Neuer Nationalpark und kühne Öko-Tourismus-Pläne im Ural

Nationalpark Sjuratkul in Russland

Die russische Regierung hat mit dem Sigalga-Gebirgszug ein weiteres Gebiet im südlichen Ural zum Nationalpark erklärt. Die nahezu unbewohnte Wildnis-Region mit bis zu 1.400 Meter hohen Bergen befindet sich im Westen des Verwaltungsgebiets Tscheljabinsk rund 1.700 Kilometer östlich von Moskau. Die Nationalparkpläne waren dort bereits seit mehr als 20 Jahren diskutiert worden. Nach Protesten der örtlichen Bevölkerung fällt die Fläche des neuen Schutzgebiets an der Grenze von Europa und Asien deutlich kleiner aus, als ursprünglich geplant. Mit rund 45.000 Hektar ist es aber immer noch rund doppelt so groß wie beispielsweise der Nationalpark im Harz. Auch um Öko-Touristen wollen die Behörden werben und haben große Pläne:

In Russlands von Reisenden bislang fast komplett übersehener Ural-Region soll eine Art Band von Schutzgebieten Outdoor-Fans anlocken.
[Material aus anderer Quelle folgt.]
use crate::net::{FlowId, LinkId, NodeId};
use crate::sim::{Event, EventHandle, SimTime, Simulator, World};

/// 记录每个事件（用 FlowStart 的 flow 编号做标签）
#[derive(Default)]
struct LogWorld {
    log: Vec<(SimTime, usize, EventHandle)>,
    ticks: usize,
    chain_once: bool,
}

impl World for LogWorld {
    fn handle(&mut self, handle: EventHandle, ev: Event, sim: &mut Simulator) {
        if let Event::FlowStart { flow } = ev {
            self.log.push((sim.now(), flow.0, handle));
            if self.chain_once && flow.0 == 1 {
                self.chain_once = false;
                // 同一时刻新调度的事件排在已有同刻事件之后
                sim.schedule(sim.now(), Event::FlowStart { flow: FlowId(99) });
            }
        }
    }

    fn on_tick(&mut self, _sim: &mut Simulator) {
        self.ticks += 1;
    }
}

fn start(id: usize) -> Event {
    Event::FlowStart { flow: FlowId(id) }
}

#[test]
fn scheduled_events_order_by_time_then_seq() {
    let mut sim = Simulator::default();
    let mut w = LogWorld::default();

    sim.schedule(SimTime(10), start(3));
    sim.schedule(SimTime(5), start(1));
    sim.schedule(SimTime(10), start(4));
    sim.schedule(SimTime(5), start(2));
    sim.run(&mut w);

    let order: Vec<usize> = w.log.iter().map(|e| e.1).collect();
    assert_eq!(order, vec![1, 2, 3, 4]);
    assert_eq!(w.ticks, 4);
    assert_eq!(sim.now(), SimTime(10));
    assert_eq!(sim.executed(), 4);
}

#[test]
fn events_scheduled_now_run_after_existing_same_time_events() {
    let mut sim = Simulator::default();
    let mut w = LogWorld {
        chain_once: true,
        ..LogWorld::default()
    };

    sim.schedule(SimTime(7), start(1));
    sim.schedule(SimTime(7), start(2));
    sim.run(&mut w);

    let order: Vec<usize> = w.log.iter().map(|e| e.1).collect();
    assert_eq!(order, vec![1, 2, 99]);
}

#[test]
fn handles_are_unique_and_delivered_with_their_event() {
    let mut sim = Simulator::default();
    let mut w = LogWorld::default();

    let a = sim.schedule(SimTime(1), start(0));
    let b = sim.schedule_in(SimTime(2), start(1));
    assert_ne!(a, b);
    sim.run(&mut w);

    assert_eq!(w.log[0].2, a);
    assert_eq!(w.log[1].2, b);
}

#[test]
fn scheduling_in_the_past_clamps_to_now() {
    let mut sim = Simulator::default();
    let mut w = LogWorld::default();

    sim.schedule(SimTime(100), start(0));
    sim.run(&mut w);
    sim.schedule(SimTime(3), start(1));
    sim.run(&mut w);

    assert_eq!(w.log[1].0, SimTime(100));
}

#[test]
fn run_until_includes_boundary_and_advances_clock() {
    let mut sim = Simulator::default();
    let mut w = LogWorld::default();

    sim.schedule(SimTime(10), start(0));
    sim.schedule(SimTime(20), start(1));
    sim.schedule(SimTime(21), start(2));
    sim.run_until(SimTime(20), &mut w);

    assert_eq!(w.log.len(), 2);
    assert_eq!(sim.now(), SimTime(20));
    assert_eq!(sim.pending(), 1);

    sim.run_until(SimTime(50), &mut w);
    assert_eq!(w.log.len(), 3);
    assert_eq!(sim.now(), SimTime(50));
}

#[test]
fn event_kind_is_reported_per_variant() {
    use crate::sim::EventKind;
    let ev = Event::LinkAvailable { link: LinkId(0) };
    assert_eq!(ev.kind(), EventKind::LinkAvailable);
    let ev = Event::RoutingTableOutdated { router: NodeId(3) };
    assert_eq!(ev.kind().to_string(), "RoutingTableOutdated");
}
Dafür war bereits 2018 das Projekt "Großer Ural-Weg (Weliki Uralski Putj)" ins Leben gerufen worden. Die Idee dahinter ist, bereits bestehende Naturreservate und Nationalparks östlich und westlich des 2.000 Kilometer langen Gebirges an der Grenze der Kontinente miteinander zu vernetzen und Touristen zu ermöglichen, mehrere der Gebiete auf einer Reise zu besuchen. Dabei sollen auch Wanderpfade angelegt werden. Maßgeblich angestoßen wurde die Idee von den äußerst engagierten Mitarbeitern des Orenburger Naturreserats ganz im Süden des Urals (die wir auf unserer Rundreise durch die Region 2017 zum Teil auch persönlich kennenlernen konnten).

Der neue Sigalga-Nationalpark grenzt nahtlos an zwei weitere besonders geschützte Regionen. Unmittelbar im Osten befindet sich der etwas einfacher zu erreichende Nationalpark Sjuratkul, im Süden der Naturpark Iremel sowie westlich und größtenteils bereits auf dem Gebiet der autonomen Republik Baschkirien - das riesige Südural-Naturreservat, für das strenge Zutrittsbeschränkungen gelten. Platz genug für Menschen, die sich nach Einsamkeit sehnen, gibt es hier aber auch so definitiv genug. Wer Russisch lesen kann, findet hier einen Bericht über eine mehrtägige Treckingtour von Dmitri Kolesnikow. Auch Reiseveranstalter in Baschkirien und Tscheljabinsk bieten mehrtägige geführte Trecking-Touren zum Sigalga-Gebirgszug. 

Obwohl der Ural allgemein eher für graue Industriestädte mit qualmenden Fabrikschloten bekannt ist, gibt es hier tatsächlich riesige Flächen, in denen so gut wie nichts von der menschlichen Zivilisation zu spüren ist.
 Gerade im südlichen Ural gibt es genügend Berge, von denen die Aussicht bis zum Horizont reicht, ohne dass eine Ortschaft, eine Straße oder eine Stromleitung ins Auge fällt. Natürlich gibt es hier auch noch keine luxuriösen Hotels und Feriensiedlungen - und hoffentlich bleibt das auch so.